In terms of a-FET cycles, Rashidi et al. conducted a prospective clinical trial and demonstrated equivalent results with regard to DYD in artificial cycles using various types of luteal progesterone support [25]. Zarei et al. reported significantly lower clinical pregnancy rates with DYD as compared to MVP [26]. Evaluating their study protocols, we noted several differences that could have affected the results. These include the use of 20 mg DYD per day, which is lower than the commonly used dose [13,14,15, 22, 23, 25], replacing the micronized injectable progesterone after 3 days with either MVP or DYD, and that DYD is a different progesterone compound compared to micronized progesterone [16, 27, 28].

Koren et al. recently questioned the safety of DYD for LPS [29]. They claimed major fetal malformations were associated with DYD use, including hypospadias, cardiovascular anomalies, spina bifida, and hydrocephalus. This paper was criticized for several major methodological issues. They did not validate the data, which was automatically abstracted from an electronic medical record system. They did not have data reflecting actual use of DYD, duration of treatment, or compliance. Moreover, they did not compare DYD with other progesterone supplements given during early pregnancy and for LPS. Ultimately, this paper was retracted.

DYD has been used since the 1960s for various obstetrical conditions related to progesterone insufficiency [30]. To date, no study has doubted the safety of DYD and no congenital malformations have been associated with DYD [31]. Our results did not reveal any birth defects in almost 200 babies. Results using DYD for LPS in all FET cycle protocols were similar to those with MVP [23, 32].

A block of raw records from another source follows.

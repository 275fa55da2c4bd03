use std::fmt;
use std::str::FromStr;

/// Which files discovery picks up.
#[derive(Debug, Clone, Copy, PartialEq, Eq, Default)]
pub enum Mode {
    /// Only `README.md` files (any case), at any depth.
    #[default]
    ReadmeOnly,
    /// Every `*.md` file, at any depth.
    AllMarkdown,
}

impl Mode {
    /// Glob matched against the root-relative path of each file.
    pub fn include_glob(&self) -> &'static str {
        match self {
            Mode::ReadmeOnly => "**/README.md",
            Mode::AllMarkdown => "**/*.md",
        }
    }

    pub fn case_insensitive(&self) -> bool {
        matches!(self, Mode::ReadmeOnly)
    }

    /// Short identifier, also accepted by `--mode`.
    pub fn as_str(&self) -> &'static str {
        match self {
            Mode::ReadmeOnly => "readme",
            Mode::AllMarkdown => "all",
        }
    }

    pub fn display_name(&self) -> &'static str {
        match self {
            Mode::ReadmeOnly => "README files",
            Mode::AllMarkdown => "All Markdown",
        }
    }

    pub fn toggle(self) -> Self {
        match self {
            Mode::ReadmeOnly => Mode::AllMarkdown,
            Mode::AllMarkdown => Mode::ReadmeOnly,
        }
    }
}

impl fmt::Display for Mode {
    fn fmt(&self, f: &mut fmt::Formatter<'_>) -> fmt::Result {
        f.write_str(self.as_str())
    }
}

impl FromStr for Mode {
    type Err = String;

    fn from_str(s: &str) -> Result<Self, Self::Err> {
        match s.to_ascii_lowercase().as_str() {
            "readme" => Ok(Mode::ReadmeOnly),
            "all" | "markdown" => Ok(Mode::AllMarkdown),
            other => Err(format!("unknown mode '{}' (expected 'readme' or 'all')", other)),
        }
    }
}
use chrono::{DateTime, Utc};
use rust_decimal::Decimal;
use serde::{Deserialize, Serialize};
use uuid::Uuid;

use super::order::PaymentStatus;

/// Payment method accepted at checkout.
#[derive(Clone, Copy, Debug, PartialEq, Eq, Serialize, Deserialize, strum::Display)]
#[serde(rename_all = "snake_case")]
#[strum(serialize_all = "snake_case")]
pub enum PaymentMethod {
    CreditCard,
    Paypal,
}

/// Redacted payment details persisted with a payment document.
///
/// Raw card data never reaches the store: only the masked number and the
/// cardholder name survive, or the PayPal account email.
#[derive(Clone, Debug, PartialEq, Serialize, Deserialize)]
#[serde(tag = "kind", rename_all = "snake_case")]
pub enum PaymentDetails {
    Card {
        masked_number: String,
        cardholder: String,
    },
    Paypal {
        email: String,
    },
}

impl PaymentDetails {
    /// Builds the stored card details, keeping only the last four digits.
    /// `digits` must already be validated as digits-only.
    pub fn masked_card(digits: &str, cardholder: impl Into<String>) -> Self {
        let skip = digits.chars().count().saturating_sub(4);
        let last_four: String = digits.chars().skip(skip).collect();
        Self::Card {
            masked_number: format!("****{}", last_four),
            cardholder: cardholder.into(),
        }
    }
}

/// Payment document. Created once per order and references it by id.
#[derive(Clone, Debug, PartialEq, Serialize, Deserialize)]
pub struct Payment {
    pub id: Uuid,
    pub order_id: Uuid,
    pub user_id: String,
    pub amount: Decimal,
    pub method: PaymentMethod,
    pub status: PaymentStatus,
    pub details: PaymentDetails,
    pub created_at: DateTime<Utc>,
}

impl Payment {
    /// Creates a captured payment record for the given order.
    pub fn captured(
        id: Uuid,
        order_id: Uuid,
        user_id: impl Into<String>,
        amount: Decimal,
        method: PaymentMethod,
        details: PaymentDetails,
    ) -> Self {
        Self {
            id,
            order_id,
            user_id: user_id.into(),
            amount,
            method,
            status: PaymentStatus::Completed,
            details,
            created_at: Utc::now(),
        }
    }
}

The strengths of our study include the large cohort of 572 cycles, its novelty of implementing DYD in FET cycles, and the long-term follow-up through delivery, including evaluation for prenatal complications. To the best of our knowledge, this is one of the three studies that used DYD only in a-FET cycles. Although the subgroup analysis for a-FET included a relatively small cohort, it added important information regarding the success and safety of a-FET. Despite its strengths, this study was limited by its retrospective nature. Moreover, no differences in terms of fetal anomalies and maternal morbidity during pregnancy were found between the groups. It is important to mention that the prevalence of maternal complications in this cohort was relatively low, which limited our ability to draw any conclusions regarding complications. There were no fetal anomalies.

Conclusion

We found comparable outcomes between using DYD and MVP for LPS in FET cycles, with both natural and artificial treatments. This strengthened the non-inferiority of DYD for LPS in fresh as well as frozen IVF ET cycles, both in natural and artificial cycles. Cycle outcomes, pregnancy and delivery rates, and fetal complications were comparable with both LPS approaches. Owing to the user-friendly aspects of DYD as an oral administration route with reassuring safety profile, DYD may be a good option for LPS in clinical practice and may replace MVP as the standard of care in FET cycles, including a-FET.